> How to complete this task:
If a line in the records below contains the word "enumerate", copy it.

> Recorded information:
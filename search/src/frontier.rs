//! MRV selection frontier: an indexable min-heap over uncolored regions.
//!
//! Ordering key is `(remaining domain size, larger degree first, node index)`.
//! The degree component is neutral unless degree tie-break is enabled; the
//! node index makes the order total so pops are deterministic.
//!
//! Every heap slot is mirrored in `slots` (node → heap position), so a key
//! update is a sift in place instead of a scan-and-remove.

use std::cmp::Reverse;

use mapcolor_kernel::graph::ConstraintGraph;
use mapcolor_kernel::region::RegionState;

/// Ordering key of a region in the frontier. Lower pops first.
#[derive(Debug, Clone, Copy, PartialEq, Eq, PartialOrd, Ord)]
pub struct FrontierKey {
    pub remaining: usize,
    pub degree_rank: Reverse<usize>,
    pub node: usize,
}

/// Priority structure over not-yet-colored regions.
#[derive(Debug, Clone)]
pub struct SelectionFrontier {
    heap: Vec<usize>,
    slots: Vec<Option<usize>>,
    keys: Vec<FrontierKey>,
    degree_tie_break: bool,
    high_water: usize,
}

impl SelectionFrontier {
    /// Build a frontier holding every uncolored region.
    ///
    /// With `degree_tie_break` the degree of every region is computed (and
    /// cached in the region) up front.
    #[must_use]
    pub fn build(
        graph: &ConstraintGraph,
        regions: &mut [RegionState],
        degree_tie_break: bool,
    ) -> Self {
        let n = regions.len();
        let mut keys = Vec::with_capacity(n);
        for (node, region) in regions.iter_mut().enumerate() {
            if degree_tie_break {
                region.degree(node, graph);
            }
            keys.push(Self::make_key(node, region, degree_tie_break));
        }
        let mut frontier = Self {
            heap: Vec::with_capacity(n),
            slots: vec![None; n],
            keys,
            degree_tie_break,
            high_water: 0,
        };
        for (node, region) in regions.iter().enumerate() {
            if !region.is_assigned() {
                frontier.push(node);
            }
        }
        frontier
    }

    fn make_key(node: usize, region: &RegionState, degree_tie_break: bool) -> FrontierKey {
        let degree = if degree_tie_break {
            region.cached_degree().unwrap_or_default()
        } else {
            0
        };
        FrontierKey {
            remaining: region.remaining_domain_count(),
            degree_rank: Reverse(degree),
            node,
        }
    }

    /// Remove and return the region with the smallest key.
    pub fn pop_next(&mut self) -> Option<usize> {
        let top = *self.heap.first()?;
        let last = self.heap.pop()?;
        self.slots[top] = None;
        if last != top {
            self.heap[0] = last;
            self.slots[last] = Some(0);
            self.sift_down(0);
        }
        Some(top)
    }

    /// The region [`pop_next`](Self::pop_next) would return.
    #[must_use]
    pub fn peek(&self) -> Option<usize> {
        self.heap.first().copied()
    }

    /// Refresh the key of `node` after its domain changed.
    ///
    /// Returns `false` (and does nothing) if `node` is not in the frontier.
    pub fn notify_domain_changed(&mut self, node: usize, region: &RegionState) -> bool {
        let Some(slot) = self.slots[node] else {
            return false;
        };
        let old = self.keys[node];
        let new = Self::make_key(node, region, self.degree_tie_break);
        self.keys[node] = new;
        if new < old {
            self.sift_up(slot);
        } else if new > old {
            self.sift_down(slot);
        }
        true
    }

    /// Put a previously popped region back, keyed on its current domain.
    pub fn reinsert(&mut self, node: usize, region: &RegionState) {
        if self.notify_domain_changed(node, region) {
            return;
        }
        self.keys[node] = Self::make_key(node, region, self.degree_tie_break);
        self.push(node);
    }

    #[must_use]
    pub fn contains(&self, node: usize) -> bool {
        self.slots.get(node).is_some_and(Option::is_some)
    }

    /// Current key of `node`, if present.
    #[must_use]
    pub fn key(&self, node: usize) -> Option<FrontierKey> {
        self.contains(node).then(|| self.keys[node])
    }

    #[must_use]
    pub fn len(&self) -> usize {
        self.heap.len()
    }

    #[must_use]
    pub fn is_empty(&self) -> bool {
        self.heap.is_empty()
    }

    /// Largest size the frontier has reached.
    #[must_use]
    pub fn high_water(&self) -> usize {
        self.high_water
    }

    /// Present regions in heap order (not pop order).
    pub fn iter(&self) -> impl Iterator<Item = usize> + '_ {
        self.heap.iter().copied()
    }

    fn push(&mut self, node: usize) {
        let slot = self.heap.len();
        self.heap.push(node);
        self.slots[node] = Some(slot);
        self.sift_up(slot);
        self.high_water = self.high_water.max(self.heap.len());
    }

    fn less(&self, a: usize, b: usize) -> bool {
        self.keys[self.heap[a]] < self.keys[self.heap[b]]
    }

    fn swap(&mut self, a: usize, b: usize) {
        self.heap.swap(a, b);
        self.slots[self.heap[a]] = Some(a);
        self.slots[self.heap[b]] = Some(b);
    }

    fn sift_up(&mut self, mut i: usize) {
        while i > 0 {
            let parent = (i - 1) / 2;
            if !self.less(i, parent) {
                break;
            }
            self.swap(i, parent);
            i = parent;
        }
    }

    fn sift_down(&mut self, mut i: usize) {
        let len = self.heap.len();
        loop {
            let left = 2 * i + 1;
            let right = left + 1;
            let mut smallest = i;
            if left < len && self.less(left, smallest) {
                smallest = left;
            }
            if right < len && self.less(right, smallest) {
                smallest = right;
            }
            if smallest == i {
                break;
            }
            self.swap(i, smallest);
            i = smallest;
        }
    }
}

> Result:
        for (node, region) in regions.iter_mut().enumerate() {
        for (node, region) in regions.iter().enumerate() {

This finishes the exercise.